TASK INSTRUCTIONS
Take the entries below and print all of them exactly, please.

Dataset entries
==*==

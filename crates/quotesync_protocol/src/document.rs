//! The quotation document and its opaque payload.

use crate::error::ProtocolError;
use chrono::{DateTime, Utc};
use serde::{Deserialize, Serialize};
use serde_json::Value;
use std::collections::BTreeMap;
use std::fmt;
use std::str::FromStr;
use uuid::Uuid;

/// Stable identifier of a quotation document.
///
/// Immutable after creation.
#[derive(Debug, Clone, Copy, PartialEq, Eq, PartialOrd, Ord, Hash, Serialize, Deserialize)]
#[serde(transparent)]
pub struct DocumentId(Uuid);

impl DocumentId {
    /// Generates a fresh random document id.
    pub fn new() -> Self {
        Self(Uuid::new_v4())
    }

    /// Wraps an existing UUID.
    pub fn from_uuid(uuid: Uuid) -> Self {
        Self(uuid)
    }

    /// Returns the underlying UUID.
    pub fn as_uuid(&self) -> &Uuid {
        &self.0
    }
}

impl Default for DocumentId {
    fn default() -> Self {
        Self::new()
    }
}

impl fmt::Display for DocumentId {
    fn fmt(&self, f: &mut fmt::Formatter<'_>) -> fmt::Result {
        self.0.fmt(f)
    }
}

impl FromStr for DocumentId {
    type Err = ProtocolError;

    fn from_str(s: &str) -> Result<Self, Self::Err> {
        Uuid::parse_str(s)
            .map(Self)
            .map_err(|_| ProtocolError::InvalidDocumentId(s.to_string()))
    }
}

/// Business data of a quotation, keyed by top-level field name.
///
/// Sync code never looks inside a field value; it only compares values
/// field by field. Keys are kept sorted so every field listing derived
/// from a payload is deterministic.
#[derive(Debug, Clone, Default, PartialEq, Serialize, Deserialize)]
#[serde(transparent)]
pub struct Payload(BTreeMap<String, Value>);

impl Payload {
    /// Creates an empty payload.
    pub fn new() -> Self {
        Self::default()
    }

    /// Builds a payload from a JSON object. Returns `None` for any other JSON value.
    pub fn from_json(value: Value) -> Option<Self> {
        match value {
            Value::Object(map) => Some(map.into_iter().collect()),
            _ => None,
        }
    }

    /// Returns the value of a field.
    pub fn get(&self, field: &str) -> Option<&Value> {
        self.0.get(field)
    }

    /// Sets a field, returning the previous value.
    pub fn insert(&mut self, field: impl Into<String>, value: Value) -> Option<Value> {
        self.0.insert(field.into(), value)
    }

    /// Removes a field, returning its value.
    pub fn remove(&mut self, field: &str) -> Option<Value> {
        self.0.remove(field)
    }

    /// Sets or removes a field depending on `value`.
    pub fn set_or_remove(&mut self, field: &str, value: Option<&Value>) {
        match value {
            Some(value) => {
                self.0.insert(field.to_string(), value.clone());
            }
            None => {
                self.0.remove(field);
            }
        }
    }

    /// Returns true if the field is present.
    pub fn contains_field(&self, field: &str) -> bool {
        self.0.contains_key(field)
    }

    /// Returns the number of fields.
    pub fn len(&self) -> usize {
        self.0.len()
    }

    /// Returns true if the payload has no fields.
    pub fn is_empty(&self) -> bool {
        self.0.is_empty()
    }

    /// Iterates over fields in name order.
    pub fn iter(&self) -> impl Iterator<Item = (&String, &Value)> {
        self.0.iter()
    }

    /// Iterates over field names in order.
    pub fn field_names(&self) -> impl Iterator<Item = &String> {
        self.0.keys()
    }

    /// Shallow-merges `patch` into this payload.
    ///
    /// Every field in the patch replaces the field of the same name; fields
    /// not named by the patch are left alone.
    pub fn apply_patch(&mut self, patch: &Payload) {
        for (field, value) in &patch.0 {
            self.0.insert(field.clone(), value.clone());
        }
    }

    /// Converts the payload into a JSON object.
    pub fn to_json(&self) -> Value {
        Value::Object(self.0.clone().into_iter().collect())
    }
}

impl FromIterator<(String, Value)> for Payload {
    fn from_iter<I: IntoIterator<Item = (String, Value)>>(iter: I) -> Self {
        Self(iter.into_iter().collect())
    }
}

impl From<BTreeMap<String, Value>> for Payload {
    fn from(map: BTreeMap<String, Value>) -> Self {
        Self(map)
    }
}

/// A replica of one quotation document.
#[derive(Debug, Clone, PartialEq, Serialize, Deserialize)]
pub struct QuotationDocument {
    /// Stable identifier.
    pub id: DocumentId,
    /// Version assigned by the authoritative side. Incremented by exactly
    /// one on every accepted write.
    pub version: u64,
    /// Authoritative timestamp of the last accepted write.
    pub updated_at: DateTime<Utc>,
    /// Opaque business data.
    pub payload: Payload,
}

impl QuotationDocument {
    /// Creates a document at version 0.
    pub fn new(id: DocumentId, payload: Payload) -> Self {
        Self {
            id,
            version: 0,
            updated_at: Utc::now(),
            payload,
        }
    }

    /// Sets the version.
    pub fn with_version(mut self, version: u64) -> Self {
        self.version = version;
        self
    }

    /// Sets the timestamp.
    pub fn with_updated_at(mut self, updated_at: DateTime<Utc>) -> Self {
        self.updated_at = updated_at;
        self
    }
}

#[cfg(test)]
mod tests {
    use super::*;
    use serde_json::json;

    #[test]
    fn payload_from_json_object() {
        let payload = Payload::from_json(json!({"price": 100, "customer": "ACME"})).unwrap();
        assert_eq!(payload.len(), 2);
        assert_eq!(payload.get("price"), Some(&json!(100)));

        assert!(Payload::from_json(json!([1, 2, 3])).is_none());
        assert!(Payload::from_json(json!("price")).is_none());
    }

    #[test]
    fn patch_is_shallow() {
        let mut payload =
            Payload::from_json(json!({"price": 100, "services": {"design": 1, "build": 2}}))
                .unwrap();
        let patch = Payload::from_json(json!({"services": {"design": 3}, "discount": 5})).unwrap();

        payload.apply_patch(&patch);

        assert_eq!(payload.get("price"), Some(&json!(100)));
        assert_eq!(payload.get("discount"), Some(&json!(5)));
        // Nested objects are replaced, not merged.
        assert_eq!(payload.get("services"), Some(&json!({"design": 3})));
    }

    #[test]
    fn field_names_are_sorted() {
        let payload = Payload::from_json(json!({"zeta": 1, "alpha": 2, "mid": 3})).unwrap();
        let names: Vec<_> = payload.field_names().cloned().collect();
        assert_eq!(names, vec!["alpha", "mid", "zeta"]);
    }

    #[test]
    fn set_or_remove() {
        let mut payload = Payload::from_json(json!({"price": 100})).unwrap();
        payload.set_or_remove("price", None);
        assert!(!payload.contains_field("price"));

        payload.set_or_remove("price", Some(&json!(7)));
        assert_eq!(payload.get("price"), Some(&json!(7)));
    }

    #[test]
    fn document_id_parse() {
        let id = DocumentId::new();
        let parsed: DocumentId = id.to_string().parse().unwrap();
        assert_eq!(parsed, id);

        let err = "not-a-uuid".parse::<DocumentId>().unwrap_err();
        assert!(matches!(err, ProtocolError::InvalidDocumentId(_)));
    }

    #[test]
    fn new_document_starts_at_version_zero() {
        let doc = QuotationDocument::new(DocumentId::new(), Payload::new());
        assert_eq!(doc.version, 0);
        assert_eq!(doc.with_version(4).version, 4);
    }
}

==*==

WRITTEN SOLUTION
filename crates/quotesync_protocol/src/document.rs
//! The quotation document and its opaque payload.

use crate::error::ProtocolError;
use chrono::{DateTime, Utc};
use serde::{Deserialize, Serialize};
use serde_json::Value;
use std::collections::BTreeMap;
use std::fmt;
use std::str::FromStr;
use uuid::Uuid;

/// Stable identifier of a quotation document.
///
/// Immutable after creation.
#[derive(Debug, Clone, Copy, PartialEq, Eq, PartialOrd, Ord, Hash, Serialize, Deserialize)]
#[serde(transparent)]
pub struct DocumentId(Uuid);

impl DocumentId {
    /// Generates a fresh random document id.
    pub fn new() -> Self {
        Self(Uuid::new_v4())
    }

    /// Wraps an existing UUID.
    pub fn from_uuid(uuid: Uuid) -> Self {
        Self(uuid)
    }

    /// Returns the underlying UUID.
    pub fn as_uuid(&self) -> &Uuid {
        &self.0
    }
}

impl Default for DocumentId {
    fn default() -> Self {
        Self::new()
    }
}

impl fmt::Display for DocumentId {
    fn fmt(&self, f: &mut fmt::Formatter<'_>) -> fmt::Result {
        self.0.fmt(f)
    }
}

impl FromStr for DocumentId {
    type Err = ProtocolError;

    fn from_str(s: &str) -> Result<Self, Self::Err> {
        Uuid::parse_str(s)
            .map(Self)
            .map_err(|_| ProtocolError::InvalidDocumentId(s.to_string()))
    }
}

/// Business data of a quotation, keyed by top-level field name.
///
/// Sync code never looks inside a field value; it only compares values
/// field by field. Keys are kept sorted so every field listing derived
/// from a payload is deterministic.
#[derive(Debug, Clone, Default, PartialEq, Serialize, Deserialize)]
#[serde(transparent)]
pub struct Payload(BTreeMap<String, Value>);

impl Payload {
    /// Creates an empty payload.
    pub fn new() -> Self {
        Self::default()
    }

    /// Builds a payload from a JSON object. Returns `None` for any other JSON value.
    pub fn from_json(value: Value) -> Option<Self> {
        match value {
            Value::Object(map) => Some(map.into_iter().collect()),
            _ => None,
        }
    }

    /// Returns the value of a field.
    pub fn get(&self, field: &str) -> Option<&Value> {
        self.0.get(field)
    }

    /// Sets a field, returning the previous value.
    pub fn insert(&mut self, field: impl Into<String>, value: Value) -> Option<Value> {
        self.0.insert(field.into(), value)
    }

    /// Removes a field, returning its value.
    pub fn remove(&mut self, field: &str) -> Option<Value> {
        self.0.remove(field)
    }

    /// Sets or removes a field depending on `value`.
    pub fn set_or_remove(&mut self, field: &str, value: Option<&Value>) {
        match value {
            Some(value) => {
                self.0.insert(field.to_string(), value.clone());
            }
            None => {
                self.0.remove(field);
            }
        }
    }

    /// Returns true if the field is present.
    pub fn contains_field(&self, field: &str) -> bool {
        self.0.contains_key(field)
    }

    /// Returns the number of fields.
    pub fn len(&self) -> usize {
        self.0.len()
    }

    /// Returns true if the payload has no fields.
    pub fn is_empty(&self) -> bool {
        self.0.is_empty()
    }

    /// Iterates over fields in name order.
    pub fn iter(&self) -> impl Iterator<Item = (&String, &Value)> {
        self.0.iter()
    }

    /// Iterates over field names in order.
    pub fn field_names(&self) -> impl Iterator<Item = &String> {
        self.0.keys()
    }

    /// Shallow-merges `patch` into this payload.
    ///
    /// Every field in the patch replaces the field of the same name; fields
    /// not named by the patch are left alone.
    pub fn apply_patch(&mut self, patch: &Payload) {
        for (field, value) in &patch.0 {
            self.0.insert(field.clone(), value.clone());
        }
    }

    /// Converts the payload into a JSON object.
    pub fn to_json(&self) -> Value {
        Value::Object(self.0.clone().into_iter().collect())
    }
}

impl FromIterator<(String, Value)> for Payload {
    fn from_iter<I: IntoIterator<Item = (String, Value)>>(iter: I) -> Self {
        Self(iter.into_iter().collect())
    }
}

impl From<BTreeMap<String, Value>> for Payload {
    fn from(map: BTreeMap<String, Value>) -> Self {
        Self(map)
    }
}

/// A replica of one quotation document.
#[derive(Debug, Clone, PartialEq, Serialize, Deserialize)]
pub struct QuotationDocument {
    /// Stable identifier.
    pub id: DocumentId,
    /// Version assigned by the authoritative side. Incremented by exactly
    /// one on every accepted write.
    pub version: u64,
    /// Authoritative timestamp of the last accepted write.
    pub updated_at: DateTime<Utc>,
    /// Opaque business data.
    pub payload: Payload,
}

impl QuotationDocument {
    /// Creates a document at version 0.
    pub fn new(id: DocumentId, payload: Payload) -> Self {
        Self {
            id,
            version: 0,
            updated_at: Utc::now(),
            payload,
        }
    }

    /// Sets the version.
    pub fn with_version(mut self, version: u64) -> Self {
        self.version = version;
        self
    }

    /// Sets the timestamp.
    pub fn with_updated_at(mut self, updated_at: DateTime<Utc>) -> Self {
        self.updated_at = updated_at;
        self
    }
}

#[cfg(test)]
mod tests {
    use super::*;
    use serde_json::json;

    #[test]
    fn payload_from_json_object() {
        let payload = Payload::from_json(json!({"price": 100, "customer": "ACME"})).unwrap();
        assert_eq!(payload.len(), 2);
        assert_eq!(payload.get("price"), Some(&json!(100)));

        assert!(Payload::from_json(json!([1, 2, 3])).is_none());
        assert!(Payload::from_json(json!("price")).is_none());
    }

    #[test]
    fn patch_is_shallow() {
        let mut payload =
            Payload::from_json(json!({"price": 100, "services": {"design": 1, "build": 2}}))
                .unwrap();
        let patch = Payload::from_json(json!({"services": {"design": 3}, "discount": 5})).unwrap();

        payload.apply_patch(&patch);

        assert_eq!(payload.get("price"), Some(&json!(100)));
        assert_eq!(payload.get("discount"), Some(&json!(5)));
        // Nested objects are replaced, not merged.
        assert_eq!(payload.get("services"), Some(&json!({"design": 3})));
    }

    #[test]
    fn field_names_are_sorted() {
        let payload = Payload::from_json(json!({"zeta": 1, "alpha": 2, "mid": 3})).unwrap();
        let names: Vec<_> = payload.field_names().cloned().collect();
        assert_eq!(names, vec!["alpha", "mid", "zeta"]);
    }

    #[test]
    fn set_or_remove() {
        let mut payload = Payload::from_json(json!({"price": 100})).unwrap();
        payload.set_or_remove("price", None);
        assert!(!payload.contains_field("price"));

        payload.set_or_remove("price", Some(&json!(7)));
        assert_eq!(payload.get("price"), Some(&json!(7)));
    }

    #[test]
    fn document_id_parse() {
        let id = DocumentId::new();
        let parsed: DocumentId = id.to_string().parse().unwrap();
        assert_eq!(parsed, id);

        let err = "not-a-uuid".parse::<DocumentId>().unwrap_err();
        assert!(matches!(err, ProtocolError::InvalidDocumentId(_)));
    }

    #[test]
    fn new_document_starts_at_version_zero() {
        let doc = QuotationDocument::new(DocumentId::new(), Payload::new());
        assert_eq!(doc.version, 0);
        assert_eq!(doc.with_version(4).version, 4);
    }
}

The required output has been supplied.